Likewise, it is introduced that Allen-Perkins et al. (2023) has a promising direction yet not enough to test quantitative predictions regarding the robustness of species coexistence to actual perturbations (line 41). As coauthor of such paper I would like to express a different opinion. Actually, Allen-Perkins et al (2023) propose a metric called "Exclusion ratio" that actually measure distance to the edge of the feasbility domain according only to the interaction matrix that give an assymetric domain. In the exact same way as this work, it is considered that environmental perturbation affects species intrinsic growth rates considering an isometrix (non-directional) perturbation, and therefore, it evaluates what will be the minimal perturbation to reach the edge of the feasiblity domain and start to lose species. Note that such metric called exclusion ratio does not take into account a particular configuration according to an observed intrinsic growth rate, rather it focuses only in the structure of the matrix of interactions. See more detail in Box 1 and Fig. 2 of Allen-Perkins et al. (2023), and the isometric perturbation which is exactly the same approach as Fig. 2 of present work. Moreover, metrics of Allen-Perkins et al. 2023 (Box 1) also consider the difference in distance to the edge between an equilateral triangle and an non-equilateral one (Fig. 2 of present work as well as equations 7 and 8), and finally Allen-Perkins et al. (2023) also provide metrics to evaluate the robustness of species coexistence at both the individual species level and the entire community for an arbitraty number of species in the community. So unless I am missing something both approaches are alike or very simmilar, and a key aspect here is to clarify which part of the methodology represents a significant advance.

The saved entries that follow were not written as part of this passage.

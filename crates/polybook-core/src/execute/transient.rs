//! One-shot execution of compiled and scripted languages.
//!
//! Each run gets its own scratch directory. The source (with the input
//! helper injected) is written there, compiled if the language needs it,
//! and executed with stdio piped through a [`StreamDemux`]. The scratch
//! directory is removed on every exit path.

use std::ffi::OsString;
use std::path::Path;
use std::process::Stdio;

use tokio::io::{AsyncReadExt, AsyncWriteExt};
use tokio::process::ChildStdin;

use super::context::{AbortHandle, CleanupScope, ExecutionResult, ExecutionSink};
use super::kill;
use super::scratch::ScratchDir;
use super::source::{self, PreparedSource};
use crate::config::Config;
use crate::error::{Error, Result};
use crate::language::Language;
use crate::stream::{StreamDemux, StreamEvent, Utf8Decoder};

const READ_CHUNK: usize = 8192;

/// Text shown in place of an answer when an input request was cancelled.
pub const CANCELLED_INPUT: &str = "<cancelled>";

/// A program invocation: executable plus arguments.
#[derive(Debug, Clone)]
struct Invocation {
    program: String,
    args: Vec<OsString>,
}

impl Invocation {
    fn new(program: &str) -> Self {
        Self {
            program: program.to_string(),
            args: Vec::new(),
        }
    }

    fn arg(mut self, arg: impl Into<OsString>) -> Self {
        self.args.push(arg.into());
        self
    }
}

/// Runs one code block to completion in a fresh subprocess.
#[derive(Debug, Clone)]
pub struct TransientRunner {
    config: Config,
}

impl TransientRunner {
    pub fn new(config: Config) -> Self {
        Self { config }
    }

    /// Run `source` once.
    ///
    /// Display text and input requests are reported through `sink` as they
    /// occur. Triggering `abort` kills the subprocess and yields
    /// [`Error::Cancelled`].
    pub async fn run(
        &self,
        language: Language,
        source: &str,
        sink: &dyn ExecutionSink,
        abort: &AbortHandle,
    ) -> Result<ExecutionResult> {
        if abort.is_aborted() {
            return Err(Error::Cancelled);
        }

        let scratch = ScratchDir::new()?;
        let dir = scratch.path().to_path_buf();
        let prepared = source::prepare(language, source);
        let source_path = scratch.write(&prepared.file_name, &prepared.contents)?;
        let mut cleanup = CleanupScope::new();
        cleanup.on_cleanup(move || scratch.close());

        let (compile, run) = self.plan(language, &dir, &source_path, &prepared);
        if let Some(compile) = compile {
            tracing::debug!(%language, program = %compile.program, "compiling");
            compile_step(language, &compile, &dir, abort).await?;
        }

        tracing::debug!(%language, program = %run.program, "running");
        let result = run_step(&run, &dir, sink, abort).await;
        cleanup.run();
        result
    }

    /// Compile and run invocations for a prepared source in `dir`.
    fn plan(
        &self,
        language: Language,
        dir: &Path,
        source_path: &Path,
        prepared: &PreparedSource,
    ) -> (Option<Invocation>, Invocation) {
        let binary = dir.join(if cfg!(windows) { "main.exe" } else { "main" });

        let compile = self.config.compiler(language).map(|compiler| match language {
            Language::Java => Invocation::new(compiler).arg("-d").arg(dir).arg(source_path),
            _ => Invocation::new(compiler)
                .arg(source_path)
                .arg("-o")
                .arg(&binary),
        });
        let run = match language {
            Language::C | Language::Cpp => Invocation::new(&binary.to_string_lossy()),
            Language::Java => {
                let class = prepared.entry_class.as_deref().unwrap_or("Main");
                Invocation::new(&self.config.java)
                    .arg("-cp")
                    .arg(dir)
                    .arg(class)
            }
            Language::JavaScript => Invocation::new(&self.config.node).arg(source_path),
            Language::Python => Invocation::new(&self.config.python)
                .arg("-u")
                .arg(source_path),
        };
        (compile, run)
    }
}
//! Execution context shared by the runners.
//!
//! Provides cancellation, the sink through which runners report progress,
//! and scoped cleanup of per-execution resources.

use std::sync::Arc;
use std::sync::atomic::{AtomicBool, Ordering};

use futures::future::BoxFuture;
use serde::{Deserialize, Serialize};
use tokio::sync::Notify;

/// Output captured for one execution.
#[derive(Debug, Clone, Default, PartialEq, Eq, Serialize, Deserialize)]
pub struct ExecutionResult {
    /// Untouched stdout capture, sentinels included.
    pub raw: String,
    /// Text intended for presentation. Never contains a sentinel.
    pub displayed: String,
}

/// Handle for cancelling an execution.
///
/// `AbortHandle` can be cloned and shared across tasks; any clone can
/// trigger the abort, which is visible to all other clones and wakes every
/// task awaiting [`AbortHandle::aborted`].
///
/// # Example
///
/// ```
/// use polybook_core::execute::AbortHandle;
///
/// let handle = AbortHandle::new();
/// let handle_clone = handle.clone();
///
/// assert!(!handle.is_aborted());
/// handle_clone.abort();
/// assert!(handle.is_aborted());
/// ```
#[derive(Clone, Default)]
pub struct AbortHandle {
    inner: Arc<AbortState>,
}

#[derive(Default)]
struct AbortState {
    aborted: AtomicBool,
    notify: Notify,
}

impl AbortHandle {
    /// Create a new abort handle.
    pub fn new() -> Self {
        Self::default()
    }

    /// Check if abort has been requested.
    pub fn is_aborted(&self) -> bool {
        self.inner.aborted.load(Ordering::SeqCst)
    }

    /// Request abort of execution.
    pub fn abort(&self) {
        self.inner.aborted.store(true, Ordering::SeqCst);
        self.inner.notify.notify_waiters();
    }

    /// Resolve once abort has been requested.
    pub async fn aborted(&self) {
        loop {
            let notified = self.inner.notify.notified();
            tokio::pin!(notified);
            // Register interest before checking the flag so a concurrent
            // abort() between the check and the await is not lost.
            notified.as_mut().enable();
            if self.is_aborted() {
                return;
            }
            notified.await;
        }
    }
}

impl std::fmt::Debug for AbortHandle {
    fn fmt(&self, f: &mut std::fmt::Formatter<'_>) -> std::fmt::Result {
        f.debug_struct("AbortHandle")
            .field("aborted", &self.is_aborted())
            .finish()
    }
}

/// Receiver of a running execution's progress.
///
/// Runners call `on_display` for every piece of presentable text, in stream
/// order, and `on_input_request` when the program blocks on a line of
/// input. `None` from `on_input_request` means the request was cancelled;
/// the runner then unblocks the program with an empty line.
pub trait ExecutionSink: Send + Sync {
    /// Text was appended to the display.
    fn on_display<'a>(&'a self, text: &'a str) -> BoxFuture<'a, ()>;

    /// The program is waiting for one line of input.
    fn on_input_request(&self, request_id: String, prompt: String)
    -> BoxFuture<'_, Option<String>>;
}

/// Sink that discards output and answers every input request with nothing.
#[derive(Debug, Default, Clone, Copy)]
pub struct NullSink;

impl ExecutionSink for NullSink {
    fn on_display<'a>(&'a self, _text: &'a str) -> BoxFuture<'a, ()> {
        Box::pin(async {})
    }

    fn on_input_request(
        &self,
        _request_id: String,
        _prompt: String,
    ) -> BoxFuture<'_, Option<String>> {
        Box::pin(async { None })
    }
}

/// Cleanup handlers that run exactly once, on [`CleanupScope::run`] or drop.
///
/// Handlers run in reverse order of registration. A panicking handler is
/// logged and does not prevent the others from running.
#[derive(Default)]
pub struct CleanupScope {
    handlers: Vec<Box<dyn FnOnce() + Send>>,
}

impl CleanupScope {
    pub fn new() -> Self {
        Self::default()
    }

    /// Register a cleanup handler.
    pub fn on_cleanup(&mut self, handler: impl FnOnce() + Send + 'static) {
        self.handlers.push(Box::new(handler));
    }

    /// Run all pending handlers now.
    pub fn run(&mut self) {
        while let Some(handler) = self.handlers.pop() {
            let result = std::panic::catch_unwind(std::panic::AssertUnwindSafe(handler));
            if let Err(e) = result {
                tracing::error!("cleanup handler panicked: {:?}", e);
            }
        }
    }
}

impl Drop for CleanupScope {
    fn drop(&mut self) {
        self.run();
    }
}

#[cfg(test)]
mod tests {
    use super::*;
    use std::sync::atomic::AtomicUsize;
    use std::time::Duration;

    #[test]
    fn test_cleanup_runs_once() {
        let calls = Arc::new(AtomicUsize::new(0));
        let calls_clone = calls.clone();

        {
            let mut scope = CleanupScope::new();
            scope.on_cleanup(move || {
                calls_clone.fetch_add(1, Ordering::SeqCst);
            });
            scope.run();
            scope.run();
        }

        assert_eq!(calls.load(Ordering::SeqCst), 1);
    }

    #[test]
    fn test_cleanup_order() {
        let order = Arc::new(std::sync::Mutex::new(Vec::new()));
        let order1 = order.clone();
        let order2 = order.clone();

        {
            let mut scope = CleanupScope::new();
            scope.on_cleanup(move || order1.lock().unwrap().push(1));
            scope.on_cleanup(move || order2.lock().unwrap().push(2));
        }

        assert_eq!(*order.lock().unwrap(), vec![2, 1]);
    }

    #[test]
    fn test_cleanup_survives_panicking_handler() {
        let called = Arc::new(AtomicBool::new(false));
        let called_clone = called.clone();

        {
            let mut scope = CleanupScope::new();
            scope.on_cleanup(move || called_clone.store(true, Ordering::SeqCst));
            scope.on_cleanup(|| panic!("boom"));
        }

        assert!(called.load(Ordering::SeqCst));
    }

    #[test]
    fn test_abort_handle_clone_shares_state() {
        let handle = AbortHandle::new();
        let clone = handle.clone();

        assert!(!handle.is_aborted());
        clone.abort();
        assert!(handle.is_aborted());
    }

    #[tokio::test]
    async fn test_aborted_wakes_waiter() {
        let handle = AbortHandle::new();
        let waiter = {
            let handle = handle.clone();
            tokio::spawn(async move { handle.aborted().await })
        };

        tokio::time::sleep(Duration::from_millis(20)).await;
        handle.abort();

        tokio::time::timeout(Duration::from_secs(1), waiter)
            .await
            .expect("waiter should wake")
            .unwrap();
    }

    #[tokio::test]
    async fn test_aborted_returns_immediately_when_already_aborted() {
        let handle = AbortHandle::new();
        handle.abort();
        tokio::time::timeout(Duration::from_millis(100), handle.aborted())
            .await
            .expect("already aborted");
    }

    #[tokio::test]
    async fn test_null_sink_cancels_input() {
        let sink = NullSink;
        sink.on_display("ignored").await;
        assert_eq!(
            sink.on_input_request("id".into(), "prompt".into()).await,
            None
        );
    }
}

In my opinion, a key novel aspect compared to prior work is to classify species according to their competitive roles. I do like a lot the section about “Contextual species contributions to the robustness of coexistence” which provide a tractable analysis to see species through their competitive behaviour, therefore it can be seen which species play a central role for the coexistence of communities and which species can be considered as “disruptors”. This is really novel and interesting because can reduce the complexity we often observe in horizontal network to point out the importance of particular species. I can envision the importance of this work for applied fields such as restoration ecology, ecosistem functioing or species conservation.

Another point which I think is very interesting but in my opinion not well explained is the edge effects in high dimensions. That is the jump from larger distance to the edge to small distances. The authors put much importance in this result, but it is not well hilighted for the general reader, so it is hard to grasp which is the main finding. My take on this, and it is just a suggestion, is that the cumulative shape shows which will be the optimum number of species for random matrices at which there is a balance between gaining and losing species. At very high number of species as the author state a very small perturbation will make the community to loss species, while there will be an optimal point (by calculating the tagent) where species can maximize both diversity and the robustness against environmental perturbations.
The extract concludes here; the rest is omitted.